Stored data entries
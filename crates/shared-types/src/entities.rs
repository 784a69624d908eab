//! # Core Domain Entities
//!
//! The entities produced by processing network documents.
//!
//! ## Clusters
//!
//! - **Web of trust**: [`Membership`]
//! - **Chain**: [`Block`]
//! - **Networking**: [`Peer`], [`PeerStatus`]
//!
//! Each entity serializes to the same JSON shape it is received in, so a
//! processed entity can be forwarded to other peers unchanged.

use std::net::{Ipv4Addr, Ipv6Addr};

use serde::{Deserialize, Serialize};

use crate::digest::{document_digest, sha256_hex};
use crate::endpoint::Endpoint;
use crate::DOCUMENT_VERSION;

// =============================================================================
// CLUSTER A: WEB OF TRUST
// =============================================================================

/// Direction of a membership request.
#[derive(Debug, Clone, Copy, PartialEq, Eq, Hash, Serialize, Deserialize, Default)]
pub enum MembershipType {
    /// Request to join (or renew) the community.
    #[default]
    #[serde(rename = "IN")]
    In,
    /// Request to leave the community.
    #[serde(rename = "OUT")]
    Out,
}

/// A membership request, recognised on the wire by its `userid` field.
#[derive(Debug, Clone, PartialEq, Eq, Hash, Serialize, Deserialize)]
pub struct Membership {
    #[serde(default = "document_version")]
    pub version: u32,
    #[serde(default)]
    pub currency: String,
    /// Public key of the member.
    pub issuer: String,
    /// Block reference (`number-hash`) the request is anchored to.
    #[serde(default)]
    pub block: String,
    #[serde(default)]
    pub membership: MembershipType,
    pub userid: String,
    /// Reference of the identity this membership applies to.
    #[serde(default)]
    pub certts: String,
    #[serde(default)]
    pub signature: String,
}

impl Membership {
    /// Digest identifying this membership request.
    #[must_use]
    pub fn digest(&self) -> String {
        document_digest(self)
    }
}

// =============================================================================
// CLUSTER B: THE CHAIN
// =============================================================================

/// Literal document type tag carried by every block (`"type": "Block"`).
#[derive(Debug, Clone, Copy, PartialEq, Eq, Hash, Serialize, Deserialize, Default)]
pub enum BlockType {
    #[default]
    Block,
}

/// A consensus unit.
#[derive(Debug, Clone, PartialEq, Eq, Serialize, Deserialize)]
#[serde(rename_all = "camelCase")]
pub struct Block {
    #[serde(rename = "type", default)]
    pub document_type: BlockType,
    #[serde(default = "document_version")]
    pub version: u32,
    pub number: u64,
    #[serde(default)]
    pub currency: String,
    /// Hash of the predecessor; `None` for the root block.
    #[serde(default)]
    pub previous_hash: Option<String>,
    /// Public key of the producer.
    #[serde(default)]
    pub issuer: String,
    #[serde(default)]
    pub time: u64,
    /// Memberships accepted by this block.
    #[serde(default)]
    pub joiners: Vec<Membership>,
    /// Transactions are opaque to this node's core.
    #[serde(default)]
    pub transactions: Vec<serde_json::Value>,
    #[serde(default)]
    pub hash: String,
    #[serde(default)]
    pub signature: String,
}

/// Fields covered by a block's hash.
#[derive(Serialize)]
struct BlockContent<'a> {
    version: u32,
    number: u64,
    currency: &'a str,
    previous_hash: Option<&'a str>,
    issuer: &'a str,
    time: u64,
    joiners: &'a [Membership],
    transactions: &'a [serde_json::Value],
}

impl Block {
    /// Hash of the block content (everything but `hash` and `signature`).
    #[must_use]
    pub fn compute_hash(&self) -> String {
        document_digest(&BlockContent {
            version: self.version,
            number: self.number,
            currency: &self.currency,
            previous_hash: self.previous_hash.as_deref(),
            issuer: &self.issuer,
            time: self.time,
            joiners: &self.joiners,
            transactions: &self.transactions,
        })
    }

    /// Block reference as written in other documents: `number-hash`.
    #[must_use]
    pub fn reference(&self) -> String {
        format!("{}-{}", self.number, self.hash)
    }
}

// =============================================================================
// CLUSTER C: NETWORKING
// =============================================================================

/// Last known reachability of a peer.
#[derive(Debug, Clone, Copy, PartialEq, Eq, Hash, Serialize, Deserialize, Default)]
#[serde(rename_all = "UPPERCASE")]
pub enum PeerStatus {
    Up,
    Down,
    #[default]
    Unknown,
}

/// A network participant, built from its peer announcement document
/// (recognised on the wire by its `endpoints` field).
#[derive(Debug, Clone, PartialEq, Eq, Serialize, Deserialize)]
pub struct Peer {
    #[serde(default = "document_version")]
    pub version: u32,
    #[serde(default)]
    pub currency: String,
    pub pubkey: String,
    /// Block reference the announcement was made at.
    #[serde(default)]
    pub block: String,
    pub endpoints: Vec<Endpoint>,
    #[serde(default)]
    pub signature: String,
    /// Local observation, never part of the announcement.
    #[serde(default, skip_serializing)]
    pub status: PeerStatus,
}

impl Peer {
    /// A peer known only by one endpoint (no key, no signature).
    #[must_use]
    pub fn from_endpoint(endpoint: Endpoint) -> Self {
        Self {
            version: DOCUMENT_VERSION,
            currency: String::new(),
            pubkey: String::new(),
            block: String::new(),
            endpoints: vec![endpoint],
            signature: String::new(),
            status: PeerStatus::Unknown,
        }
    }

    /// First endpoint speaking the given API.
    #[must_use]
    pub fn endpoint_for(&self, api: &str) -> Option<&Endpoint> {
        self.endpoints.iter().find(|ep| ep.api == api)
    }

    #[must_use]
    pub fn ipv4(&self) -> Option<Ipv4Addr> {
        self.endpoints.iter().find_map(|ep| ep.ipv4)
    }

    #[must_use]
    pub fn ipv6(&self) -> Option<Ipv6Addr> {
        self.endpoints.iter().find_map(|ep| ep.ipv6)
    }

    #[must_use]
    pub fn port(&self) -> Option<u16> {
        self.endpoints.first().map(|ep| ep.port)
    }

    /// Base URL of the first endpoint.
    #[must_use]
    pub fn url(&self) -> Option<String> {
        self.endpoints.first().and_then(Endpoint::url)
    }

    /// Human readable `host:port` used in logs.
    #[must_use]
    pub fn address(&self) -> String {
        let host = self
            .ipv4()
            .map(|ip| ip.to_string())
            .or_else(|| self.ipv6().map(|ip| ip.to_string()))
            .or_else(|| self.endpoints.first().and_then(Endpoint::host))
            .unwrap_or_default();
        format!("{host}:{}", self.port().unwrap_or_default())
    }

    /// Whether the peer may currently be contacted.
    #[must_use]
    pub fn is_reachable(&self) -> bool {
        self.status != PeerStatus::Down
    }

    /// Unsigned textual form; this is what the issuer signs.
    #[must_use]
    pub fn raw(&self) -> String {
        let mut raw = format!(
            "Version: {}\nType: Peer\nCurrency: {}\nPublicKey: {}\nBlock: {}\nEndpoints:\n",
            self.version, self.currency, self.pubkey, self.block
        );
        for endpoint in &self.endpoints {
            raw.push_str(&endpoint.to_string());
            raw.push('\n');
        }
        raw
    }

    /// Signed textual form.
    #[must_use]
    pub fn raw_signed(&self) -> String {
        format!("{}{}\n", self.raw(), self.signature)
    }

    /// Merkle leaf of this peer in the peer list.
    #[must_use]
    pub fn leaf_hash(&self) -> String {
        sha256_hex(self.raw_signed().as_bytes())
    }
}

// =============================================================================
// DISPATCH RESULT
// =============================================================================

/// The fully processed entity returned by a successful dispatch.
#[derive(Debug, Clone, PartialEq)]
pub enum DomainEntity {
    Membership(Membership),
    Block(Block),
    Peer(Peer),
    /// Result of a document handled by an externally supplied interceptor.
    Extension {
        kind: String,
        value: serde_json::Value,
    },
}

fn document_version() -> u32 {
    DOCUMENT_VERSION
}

--

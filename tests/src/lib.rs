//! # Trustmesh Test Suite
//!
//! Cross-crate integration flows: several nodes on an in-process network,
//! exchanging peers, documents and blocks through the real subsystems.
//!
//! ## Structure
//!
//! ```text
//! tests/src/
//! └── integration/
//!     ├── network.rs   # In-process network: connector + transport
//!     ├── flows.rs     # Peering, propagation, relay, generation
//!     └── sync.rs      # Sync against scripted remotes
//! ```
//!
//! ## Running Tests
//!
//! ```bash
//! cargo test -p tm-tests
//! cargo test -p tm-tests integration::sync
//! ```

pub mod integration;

Your task: Check each line of the entries above, and show every one holding the word "pubkey".

Result for this task:
    pub pubkey: String,
            pubkey: String::new(),
            self.version, self.currency, self.pubkey, self.block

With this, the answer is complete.